Id like to go somewhere where i could buy a gallon of nitric, either from a friend from the GRF or a chem supplier that i could walk in the door. As a gallon of nitric here is, at cheapest, 540 bucks... And the few distributors online wont ship to my address, even though i am not in the city.

Really, it would just be very cool/nice to meet one or more people from here and talk face to face or whatnot. Id even buy them dinner!..or cook it for them, in a past life (before wife and kids) i was a chef at a local steakhouse...even had a couple articles written about me in the paper. ..that was about 8 years ago, but i am still the household chef, so my skills are still keen :mrgreen: 

And, for the kids, i wanted legoland but Andrea said "what will we do".. I thought (to myself) - be awe, in a sea of wonder.. Enjoying our childrens minds being blown away at the incredible things that you can do and build with the motivation and materials... To me, thats reason enough to go, but... She wears the pants (...but i, have the belt)

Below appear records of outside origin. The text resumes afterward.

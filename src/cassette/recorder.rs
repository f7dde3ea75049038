//! Records interactions into a cassette file.

use std::path::PathBuf;

use chrono::Utc;

use super::format::{Cassette, Interaction};

/// Records interactions and writes them as a YAML cassette file.
#[derive(Debug)]
pub struct CassetteRecorder {
    path: PathBuf,
    name: String,
    interactions: Vec<Interaction>,
    next_seq: u64,
}

impl CassetteRecorder {
    /// Create a new recorder that will write to the given path.
    pub fn new(path: impl Into<PathBuf>, name: impl Into<String>) -> Self {
        Self { path: path.into(), name: name.into(), interactions: Vec::new(), next_seq: 0 }
    }

    /// Record an interaction. The `seq` field is assigned automatically.
    pub fn record(
        &mut self,
        port: impl Into<String>,
        method: impl Into<String>,
        input: serde_json::Value,
        output: serde_json::Value,
    ) {
        self.interactions.push(Interaction {
            seq: self.next_seq,
            port: port.into(),
            method: method.into(),
            input,
            output,
        });
        self.next_seq += 1;
    }

    /// Number of interactions recorded so far.
    #[must_use]
    pub fn len(&self) -> usize {
        self.interactions.len()
    }

    /// Returns `true` if nothing has been recorded.
    #[must_use]
    pub fn is_empty(&self) -> bool {
        self.interactions.is_empty()
    }

    /// Finish recording and write the cassette YAML file to disk.
    ///
    /// # Errors
    ///
    /// Returns an error if the file cannot be written.
    pub fn finish(self) -> Result<PathBuf, std::io::Error> {
        let cassette =
            Cassette { name: self.name, recorded_at: Utc::now(), interactions: self.interactions };
        let yaml = serde_yaml::to_string(&cassette).map_err(std::io::Error::other)?;
        std::fs::write(&self.path, yaml)?;
        Ok(self.path)
    }
}

#[cfg(test)]
mod tests {
    use super::*;
    use serde_json::json;

    #[test]
    fn record_and_finish() {
        let dir = tempfile::tempdir().unwrap();
        let path = dir.path().join("test.cassette.yaml");

        let mut recorder = CassetteRecorder::new(&path, "test-recording");
        recorder.record("postgres", "connect", json!({"dbname": "warehouse"}), json!({"ok": null}));
        recorder.record("postgres", "fetch_count", json!({"sql": "SELECT 1"}), json!({"ok": 1}));
        recorder.record("tokens", "write", json!({"token": "/t"}), json!({"ok": null}));
        assert_eq!(recorder.len(), 3);

        let result_path = recorder.finish().expect("finish should succeed");
        assert_eq!(result_path, path);

        let content = std::fs::read_to_string(&path).unwrap();
        let cassette: Cassette = serde_yaml::from_str(&content).unwrap();

        assert_eq!(cassette.name, "test-recording");
        assert_eq!(cassette.interactions.len(), 3);
        assert_eq!(cassette.interactions[0].seq, 0);
        assert_eq!(cassette.interactions[2].seq, 2);
        assert_eq!(cassette.interactions[0].port, "postgres");
        assert_eq!(cassette.interactions[2].port, "tokens");
    }
}
//! `tablegate status` command.

use std::path::Path;

use super::load_task;
use crate::context::ServiceContext;

/// Execute the `status` command: prints `complete` or `pending`.
///
/// # Errors
///
/// Returns an error string if the task file is invalid or the token store
/// cannot be queried.
pub fn run_with_context(ctx: &ServiceContext, task_path: &Path) -> Result<(), String> {
    let definition = load_task(task_path)?;
    let task = definition.task();
    let complete = task.complete(ctx.tokens.as_ref()).map_err(|e| e.to_string())?;
    let state = if complete { "complete" } else { "pending" };
    println!("{} {} {state} ({})", definition.kind(), task.table_name(), task.output_token());
    Ok(())
}

#[cfg(test)]
mod tests {
    use super::*;
    use crate::commands::test_support::{context, write};
    use crate::ports::fakes::FakeConnector;

    #[test]
    fn reports_on_token_state() {
        let dir = tempfile::tempdir().unwrap();
        let task = write(
            dir.path(),
            "task.yaml",
            "kind: sanity_test\nbackend: mysql\ntable: t\noutput_token: /x\nid_field: id\n",
        );
        let ctx = context(&FakeConnector::default());

        run_with_context(&ctx, &task).unwrap();
        ctx.tokens.write("/x").unwrap();
        run_with_context(&ctx, &task).unwrap();
    }

    #[test]
    fn missing_task_file_is_an_error() {
        let dir = tempfile::tempdir().unwrap();
        let ctx = context(&FakeConnector::default());
        let err = run_with_context(&ctx, &dir.path().join("nope.yaml")).unwrap_err();
        assert!(err.contains("nope.yaml"));
    }
}
//! `tablegate verify` command.

use std::path::Path;

use super::{load_config, load_task};
use crate::context::ServiceContext;
use crate::task::{DbmsTask, SanityVerifier, TaskDefinition, VerificationResult};

/// Execute the `verify` command against `ctx`.
///
/// Skips the task when its completion token already exists, otherwise
/// runs both sanity checks and prints a summary.
///
/// # Errors
///
/// Returns an error string if the task file is not a `sanity_test` task,
/// the config cannot be loaded, or a check fails.
pub fn run_with_context(
    ctx: &ServiceContext,
    config_path: Option<&Path>,
    task_path: &Path,
) -> Result<(), String> {
    let TaskDefinition::SanityTest(task) = load_task(task_path)? else {
        return Err(format!("{} is not a sanity_test task", task_path.display()));
    };

    if task.complete(ctx.tokens.as_ref()).map_err(|e| e.to_string())? {
        println!("Sanity test for {} already complete ({})", task.table_name(), task.output_token());
        return Ok(());
    }

    let config = load_config(config_path)?;
    let result = SanityVerifier::new(&task).run(ctx, &config).map_err(|e| e.to_string())?;
    println!("{}", summary(&result));
    Ok(())
}

fn summary(result: &VerificationResult) -> String {
    let mut out = format!(
        "Table {}: {} / {} rows, {} of {} sampled ids short (threshold {})",
        result.table,
        result.observed_rows,
        result.expected_rows,
        result.failures(),
        result.sampled,
        result.failure_threshold,
    );
    for shortfall in &result.shortfalls {
        out.push_str(&format!("\n  id {}: {} results", shortfall.id, shortfall.returned));
    }
    out
}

Thanks for the reply.. Chicago is nice (or it was when i visited last in 2004)


----------



## modtheworld44 (Jun 10, 2016)

Topher_osAUrus said:


> My wife wants seaworld too.
> 
> And i was thinking the tour was for me, the wife and boys could go to a park or somewhere local for awhile while i do my "nerd stuff"
> 
> ...




Topher_osAUrus


Your more than welcome to come visit me in Chattanooga,Tn.We got a zoo,aquarium,3-D imax,and some other cool stuff too.You could check out all my new goodies I just got in and I might even give you a small goodie bag to take back home with you.There's also a legoland about 1hour and 30 mins south in Atlanta,GA.Send me a Pm if your interested.Thanks in advance.



modtheworld44


----------



## Topher_osAUrus (Jun 10, 2016)

modtheworld44 said:


> Your more than welcome to come visit me in Chattanooga,Tn.We got a zoo,aquarium,3-D imax,and some other cool stuff too.You could check out all my new goodies I just got in and I might even give you a small goodie bag to take back home with you.There's also a legoland about 1hour and 30 mins south in Atlanta,GA.Send me a Pm if your interested.Thanks in advance.
> 
> 
> 
> modtheworld44



Mod, I truly appreciate the offer, and I will probably take you up on it. When the wife wakes up, i will run it by her. She wanted to go to the east coast. I wanted west.. Which, ive already been out west, i need to hit like 11 more states on the east coast and I will have traveled the lower 48 in full.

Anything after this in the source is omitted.